Hernán Ronsino, una de las voces más potentes de la literatura argentina contemporánea, construye una novela atrapante que indaga el vínculo padre-hijo, en los secretos familiares y también en la posibilidad de encontrar una grieta que permita no repetir la misma historia, una suerte de fuga. En el año 2011, en la Feria Internacional del Libro de Guadalajara, Ronsino fue elegido como uno de los 25 nuevos autores destacados de América Latina. En 2020, Hernán Ronsino recibió el Premio Anna Seghrs que se entrega cada año en Berlín a un autor latinoamericano.  Sus libros fueron traducidos a ocho idiomas, entre ellos el inglés, el francés, el  turco y el  griego.

Fragmento:

Cuando Navia dice, finalmente, que mi padre se murió, yo estoy por subir al escenario a tocar. No sé por qué en momentos trascendentes me quedo pensando siempre en cosas triviales: el mundo se me abre en una infinidad de puntos y no dejo de alumbrar las tramas menores, los sonidos ocultos.
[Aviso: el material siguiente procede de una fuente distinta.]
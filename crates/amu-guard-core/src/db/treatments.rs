//! Treatment database operations.

use rusqlite::{params, OptionalExtension, Row};

use super::{format_date, map_write_error, parse_date, Database, DbError, DbResult};
use crate::models::{Entity, Farm, MedicineCategory, Treatment};
use crate::store::TreatmentStore;

const TREATMENT_COLUMNS: &str = r#"
    treatment_id, entity_id, farm_id, species, medicine, category,
    dose_amount, dose_unit, route, frequency_per_day, duration_days,
    start_date, is_vaccine, body_weight_kg, created_at
"#;

impl Database {
    pub fn insert_treatment(&self, treatment: &Treatment) -> DbResult<()> {
        self.conn
            .execute(
                r#"
                INSERT INTO treatments (
                    treatment_id, entity_id, farm_id, species, medicine, category,
                    dose_amount, dose_unit, route, frequency_per_day, duration_days,
                    start_date, is_vaccine, body_weight_kg, created_at
                ) VALUES (?1, ?2, ?3, ?4, ?5, ?6, ?7, ?8, ?9, ?10, ?11, ?12, ?13, ?14, ?15)
                "#,
                params![
                    treatment.treatment_id,
                    treatment.entity_id,
                    treatment.farm_id,
                    treatment.species,
                    treatment.medicine,
                    treatment.category.as_str(),
                    treatment.dose_amount,
                    treatment.dose_unit,
                    treatment.route,
                    treatment.frequency_per_day,
                    treatment.duration_days,
                    format_date(treatment.start_date),
                    treatment.is_vaccine,
                    treatment.body_weight_kg,
                    treatment.created_at,
                ],
            )
            .map_err(|e| map_write_error(e, "treatment"))?;
        Ok(())
    }

    /// Update a treatment that has not yet been assessed.
    ///
    /// Returns `Immutable` once an AMU risk record references it.
    pub fn update_treatment(&self, treatment: &Treatment) -> DbResult<bool> {
        let rows_affected = self
            .conn
            .execute(
                r#"
                UPDATE treatments SET
                    medicine = ?2,
                    category = ?3,
                    dose_amount = ?4,
                    dose_unit = ?5,
                    route = ?6,
                    frequency_per_day = ?7,
                    duration_days = ?8,
                    start_date = ?9,
                    is_vaccine = ?10,
                    body_weight_kg = ?11
                WHERE treatment_id = ?1
                "#,
                params![
                    treatment.treatment_id,
                    treatment.medicine,
                    treatment.category.as_str(),
                    treatment.dose_amount,
                    treatment.dose_unit,
                    treatment.route,
                    treatment.frequency_per_day,
                    treatment.duration_days,
                    format_date(treatment.start_date),
                    treatment.is_vaccine,
                    treatment.body_weight_kg,
                ],
            )
            .map_err(|e| match map_write_error(e, "treatment") {
                DbError::Constraint(_) => DbError::Immutable(format!(
                    "treatment {} has an AMU risk record",
                    treatment.treatment_id
                )),
                other => other,
            })?;
        Ok(rows_affected > 0)
    }

    pub fn get_treatment(&self, treatment_id: &str) -> DbResult<Option<Treatment>> {
        let sql = format!(
            "SELECT {} FROM treatments WHERE treatment_id = ?",
            TREATMENT_COLUMNS
        );
        self.conn
            .query_row(&sql, [treatment_id], treatment_row)
            .optional()?
            .map(|row| row.try_into())
            .transpose()
    }

    pub fn list_treatments_for_entity(&self, entity_id: &str) -> DbResult<Vec<Treatment>> {
        let sql = format!(
            "SELECT {} FROM treatments WHERE entity_id = ? ORDER BY start_date, rowid",
            TREATMENT_COLUMNS
        );
        let mut stmt = self.conn.prepare(&sql)?;
        let rows = stmt.query_map([entity_id], treatment_row)?;

        let mut treatments = Vec::new();
        for row in rows {
            treatments.push(row?.try_into()?);
        }
        Ok(treatments)
    }

    /// Treatments with no AMU risk record yet.
    pub fn list_unassessed_treatments(&self) -> DbResult<Vec<Treatment>> {
        let sql = format!(
            r#"
            SELECT {} FROM treatments t
            WHERE NOT EXISTS (
                SELECT 1 FROM amu_risk_records r WHERE r.treatment_id = t.treatment_id
            )
            ORDER BY start_date, rowid
            "#,
            TREATMENT_COLUMNS
        );
        let mut stmt = self.conn.prepare(&sql)?;
        let rows = stmt.query_map([], treatment_row)?;

        let mut treatments = Vec::new();
        for row in rows {
            treatments.push(row?.try_into()?);
        }
        Ok(treatments)
    }
}

impl TreatmentStore for Database {
    fn get_treatment(&self, treatment_id: &str) -> DbResult<Option<Treatment>> {
        Database::get_treatment(self, treatment_id)
    }

    fn get_entity(&self, entity_id: &str) -> DbResult<Option<Entity>> {
        Database::get_entity(self, entity_id)
    }

    fn get_farm(&self, farm_id: &str) -> DbResult<Option<Farm>> {
        Database::get_farm(self, farm_id)
    }
}

/// Intermediate row struct for database mapping.
struct TreatmentRow {
    treatment_id: String,
    entity_id: String,
    farm_id: String,
    species: String,
    medicine: String,
    category: String,
    dose_amount: f64,
    dose_unit: String,
    route: Option<String>,
    frequency_per_day: u32,
    duration_days: u32,
    start_date: String,
    is_vaccine: bool,
    body_weight_kg: Option<f64>,
    created_at: String,
}

fn treatment_row(row: &Row<'_>) -> rusqlite::Result<TreatmentRow> {
    Ok(TreatmentRow {
        treatment_id: row.get(0)?,
        entity_id: row.get(1)?,
        farm_id: row.get(2)?,
        species: row.get(3)?,
        medicine: row.get(4)?,
        category: row.get(5)?,
        dose_amount: row.get(6)?,
        dose_unit: row.get(7)?,
        route: row.get(8)?,
        frequency_per_day: row.get(9)?,
        duration_days: row.get(10)?,
        start_date: row.get(11)?,
        is_vaccine: row.get(12)?,
        body_weight_kg: row.get(13)?,
        created_at: row.get(14)?,
    })
}

impl TryFrom<TreatmentRow> for Treatment {
    type Error = DbError;

    fn try_from(row: TreatmentRow) -> Result<Self, Self::Error> {
        let category = MedicineCategory::parse(&row.category).ok_or_else(|| {
            DbError::InvalidData(format!("Unknown medicine category: {}", row.category))
        })?;

        Ok(Treatment {
            treatment_id: row.treatment_id,
            entity_id: row.entity_id,
            farm_id: row.farm_id,
            species: row.species,
            medicine: row.medicine,
            category,
            dose_amount: row.dose_amount,
            dose_unit: row.dose_unit,
            route: row.route,
            frequency_per_day: row.frequency_per_day,
            duration_days: row.duration_days,
            start_date: parse_date(&row.start_date)?,
            is_vaccine: row.is_vaccine,
            body_weight_kg: row.body_weight_kg,
            created_at: row.created_at,
        })
    }
}

#[cfg(test)]
mod tests {
    use super::*;
    use crate::models::{Location, ProductMatrix};
    use chrono::NaiveDate;

    fn setup_db() -> (Database, Entity) {
        let db = Database::open_in_memory().unwrap();
        let farm = Farm::new("Farm".into(), Location::default());
        db.insert_farm(&farm).unwrap();
        let entity = Entity::new(farm.farm_id.clone(), "cattle".into(), ProductMatrix::Meat);
        db.insert_entity(&entity).unwrap();
        (db, entity)
    }

    fn make_treatment(entity: &Entity) -> Treatment {
        let mut t = Treatment::new(
            entity.entity_id.clone(),
            entity.farm_id.clone(),
            "cattle".into(),
            "Enrofloxacin".into(),
            5.0,
            "mg/kg".into(),
            NaiveDate::from_ymd_opt(2024, 1, 1).unwrap(),
        );
        t.category = MedicineCategory::Antibiotic;
        t.duration_days = 5;
        t.route = Some("IM".into());
        t
    }

    #[test]
    fn test_insert_and_get_treatment() {
        let (db, entity) = setup_db();
        let treatment = make_treatment(&entity);
        db.insert_treatment(&treatment).unwrap();

        let retrieved = db.get_treatment(&treatment.treatment_id).unwrap().unwrap();
        assert_eq!(retrieved, treatment);
    }

    #[test]
    fn test_update_before_assessment() {
        let (db, entity) = setup_db();
        let mut treatment = make_treatment(&entity);
        db.insert_treatment(&treatment).unwrap();

        treatment.dose_amount = 4.0;
        assert!(db.update_treatment(&treatment).unwrap());
        let retrieved = db.get_treatment(&treatment.treatment_id).unwrap().unwrap();
        assert_eq!(retrieved.dose_amount, 4.0);
    }

    #[test]
    fn test_unassessed_listing() {
        let (db, entity) = setup_db();
        let treatment = make_treatment(&entity);
        db.insert_treatment(&treatment).unwrap();
        let pending = db.list_unassessed_treatments().unwrap();
        assert_eq!(pending.len(), 1);
        assert_eq!(db.list_treatments_for_entity(&entity.entity_id).unwrap().len(), 1);
    }
}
Por ejemplo: entre bambalinas, con el cuerpo invadido por una calma liviana y mientras percibo con la punta de la lengua que una muela se tambalea suavemente pienso que esta ciudad tiene un río que la parte al medio; una catedral gótica; una estatua de León Tolstói con un brazo más largo que el otro; y un nombre imposible de recordar. Es una ciudad de Europa del Este. La voz de Navia insiste que acaba de ocurrir. Si querés, Juan, suspendemos, dice, suspendemos todo. Y me da un apretón exagerado en el hombro; un apretón que perdura retardado, que me hace sentir intensamente una parte de mi cuerpo. Pero prefiero seguir aunque esté lejos o, mejor, porque estoy lejos. Sentarme frente al piano y tocar pensando en la figura de Tolstói junto al río manso. Oír el movimiento inquieto, vivo, de las cuarenta personas en la sala. Prefiero seguir. Correr con los dedos para que las teclas sean el punto justo del dolor, el punto de descarga. Y mientras toco, la palabra fuga y esa escena que mi padre contaba una y otra vez –Bill Turner perdido durante meses en el campo– aparecen como un puerto posible, como una luz suspendida en la oscuridad.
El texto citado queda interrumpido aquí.